Invisible Relationship Work, Part 1: Stakeholders and Power

How do you work productively with people who can change the direction of your work?

I find that, usually, designing the interface isn’t the hardest part of the job. The harder part is working with the people who can change, delay, redirect, or even cancel a project altogether.

  • A product manager can reshape priorities after talking with customers.
  • An engineering manager can uncover a technical constraint that changes what’s possible.
  • A senior leader can introduce a new business goal halfway through the project.

Every one of those conversations carries an uneven distribution of power. Someone else can change the scope, timeline, priorities, or even whether the project continues. That changes the relationship while not necessarily making it unhealthy.

Early in my career, I spent a lot of time trying to become better at persuasion. I wanted stronger arguments, better presentations, and cleaner prototypes. I assumed that if I explained my reasoning clearly enough, people would naturally arrive at the same conclusion. Sometimes they did. Many times they didn’t.

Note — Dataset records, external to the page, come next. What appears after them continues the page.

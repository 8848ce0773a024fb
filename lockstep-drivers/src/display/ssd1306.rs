//! SSD1306 / SH1106 OLED driver
//!
//! Driver for 128x64 monochrome OLED panels over I2C. Both controllers
//! accept the same page-mode command set; the SH1106 maps its 132-column
//! RAM with a 2-column offset.

use lockstep_display::{DisplayError, Framebuffer, PixelDisplay, PAGES, WIDTH};
use lockstep_hal::I2cBus;

/// Usual I2C address (0x3D with the address jumper moved)
pub const DEFAULT_ADDRESS: u8 = 0x3C;

/// Control byte: following bytes are commands
const CONTROL_COMMAND: u8 = 0x00;
/// Control byte: following bytes are display RAM data
const CONTROL_DATA: u8 = 0x40;

#[allow(dead_code)]
mod cmd {
    pub const DISPLAY_OFF: u8 = 0xAE;
    pub const DISPLAY_ON: u8 = 0xAF;
    pub const SET_CONTRAST: u8 = 0x81;
    pub const SET_NORMAL: u8 = 0xA6;
    pub const SET_INVERSE: u8 = 0xA7;
    pub const SET_DISPLAY_OFFSET: u8 = 0xD3;
    pub const SET_COM_PINS: u8 = 0xDA;
    pub const SET_VCOM_DETECT: u8 = 0xDB;
    pub const SET_CLOCK_DIV: u8 = 0xD5;
    pub const SET_PRECHARGE: u8 = 0xD9;
    pub const SET_MUX_RATIO: u8 = 0xA8;
    pub const SET_MEMORY_MODE: u8 = 0x20;
    pub const SET_LOW_COLUMN: u8 = 0x00;
    pub const SET_HIGH_COLUMN: u8 = 0x10;
    pub const SET_PAGE_ADDR: u8 = 0xB0;
    pub const SET_START_LINE: u8 = 0x40;
    pub const SET_SEG_REMAP: u8 = 0xA1;
    pub const SET_COM_SCAN_DEC: u8 = 0xC8;
    pub const SET_CHARGE_PUMP: u8 = 0x8D;
}

/// Panel controller variant
#[derive(Debug, Clone, Copy, PartialEq, Eq, Default)]
#[cfg_attr(feature = "defmt", derive(defmt::Format))]
pub enum Controller {
    #[default]
    Ssd1306,
    Sh1106,
}

impl Controller {
    /// First RAM column of the visible area
    pub fn column_offset(&self) -> u8 {
        match self {
            Controller::Ssd1306 => 0,
            Controller::Sh1106 => 2,
        }
    }
}

/// Buffered OLED panel
///
/// Drawing calls only touch the framebuffer; `flush` streams it to the
/// panel one page at a time.
pub struct Oled<I2C> {
    i2c: I2C,
    address: u8,
    controller: Controller,
    frame: Framebuffer,
    initialized: bool,
}

impl<I2C: I2cBus> Oled<I2C> {
    /// Create a driver for an SSD1306 at the default address
    pub fn new(i2c: I2C) -> Self {
        Self::with_controller(i2c, DEFAULT_ADDRESS, Controller::Ssd1306)
    }

    /// Create a driver for a specific controller and address
    pub fn with_controller(i2c: I2C, address: u8, controller: Controller) -> Self {
        Self {
            i2c,
            address,
            controller,
            frame: Framebuffer::new(),
            initialized: false,
        }
    }

    /// Run the power-up sequence and blank the panel
    pub fn init(&mut self) -> Result<(), DisplayError> {
        let init_cmds: &[u8] = &[
            cmd::DISPLAY_OFF,
            cmd::SET_CLOCK_DIV,
            0x80,
            cmd::SET_MUX_RATIO,
            0x3F, // 64 lines
            cmd::SET_DISPLAY_OFFSET,
            0x00,
            cmd::SET_START_LINE,
            cmd::SET_CHARGE_PUMP,
            0x14, // Internal charge pump on
            cmd::SET_SEG_REMAP,
            cmd::SET_COM_SCAN_DEC,
            cmd::SET_COM_PINS,
            0x12,
            cmd::SET_CONTRAST,
            0xCF,
            cmd::SET_PRECHARGE,
            0xF1,
            cmd::SET_VCOM_DETECT,
            0x40,
            cmd::SET_NORMAL,
        ];

        for &c in init_cmds {
            self.command(c)?;
        }
        // SH1106 has no addressing-mode register and is always page mode
        if self.controller == Controller::Ssd1306 {
            self.command(cmd::SET_MEMORY_MODE)?;
            self.command(0x02)?;
        }

        self.initialized = true;
        self.frame.clear();
        self.flush()?;
        self.command(cmd::DISPLAY_ON)
    }

    /// Panel has been initialised
    pub fn is_initialized(&self) -> bool {
        self.initialized
    }

    /// Controller variant in use
    pub fn controller(&self) -> Controller {
        self.controller
    }

    /// Frame as it will appear on the next flush
    pub fn frame(&self) -> &Framebuffer {
        &self.frame
    }

    fn command(&mut self, c: u8) -> Result<(), DisplayError> {
        self.i2c
            .write(self.address, &[CONTROL_COMMAND, c])
            .map_err(|_| DisplayError::Communication)
    }
}

impl<I2C: I2cBus> PixelDisplay for Oled<I2C> {
    fn clear(&mut self) -> Result<(), DisplayError> {
        self.frame.clear();
        Ok(())
    }

    fn set_pixel(&mut self, x: u16, y: u16, on: bool) -> Result<(), DisplayError> {
        PixelDisplay::set_pixel(&mut self.frame, x, y, on)
    }

    fn draw_text(&mut self, x: u16, y: u16, text: &str) -> Result<(), DisplayError> {
        self.frame.text(x, y, text);
        Ok(())
    }

    fn flush(&mut self) -> Result<(), DisplayError> {
        if !self.initialized {
            return Err(DisplayError::NotInitialized);
        }

        let offset = self.controller.column_offset();
        let mut data = [0u8; WIDTH + 1];
        data[0] = CONTROL_DATA;

        for page in 0..PAGES {
            self.command(cmd::SET_PAGE_ADDR | page as u8)?;
            self.command(cmd::SET_LOW_COLUMN | (offset & 0x0F))?;
            self.command(cmd::SET_HIGH_COLUMN | (offset >> 4))?;

            data[1..].copy_from_slice(self.frame.page(page));
            self.i2c
                .write(self.address, &data)
                .map_err(|_| DisplayError::Communication)?;
        }

        Ok(())
    }

    fn dimensions(&self) -> (u16, u16) {
        self.frame.dimensions()
    }
}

What frustrated me wasn’t simply disagreement. It was not understanding why someone I respected seemed to care about something that felt so obviously less important than the user problem in front of us.

Over time, I realized I had been asking the wrong question.

The question wasn’t, “How do I convince this stakeholder?”

It was, “What am I failing to understand about the world they’re operating in?”

That shift changed almost every stakeholder relationship I’ve had since.

Power changes the relationship

One thing therapists and family counselors understand well is that relationships change when power is unequal.

Parents and children relate differently than siblings. Teachers relate differently than students. Managers relate differently than the people who report to them. The relationship itself changes what people notice, what they say out loud, and how they respond to uncertainty. The same thing happens at work.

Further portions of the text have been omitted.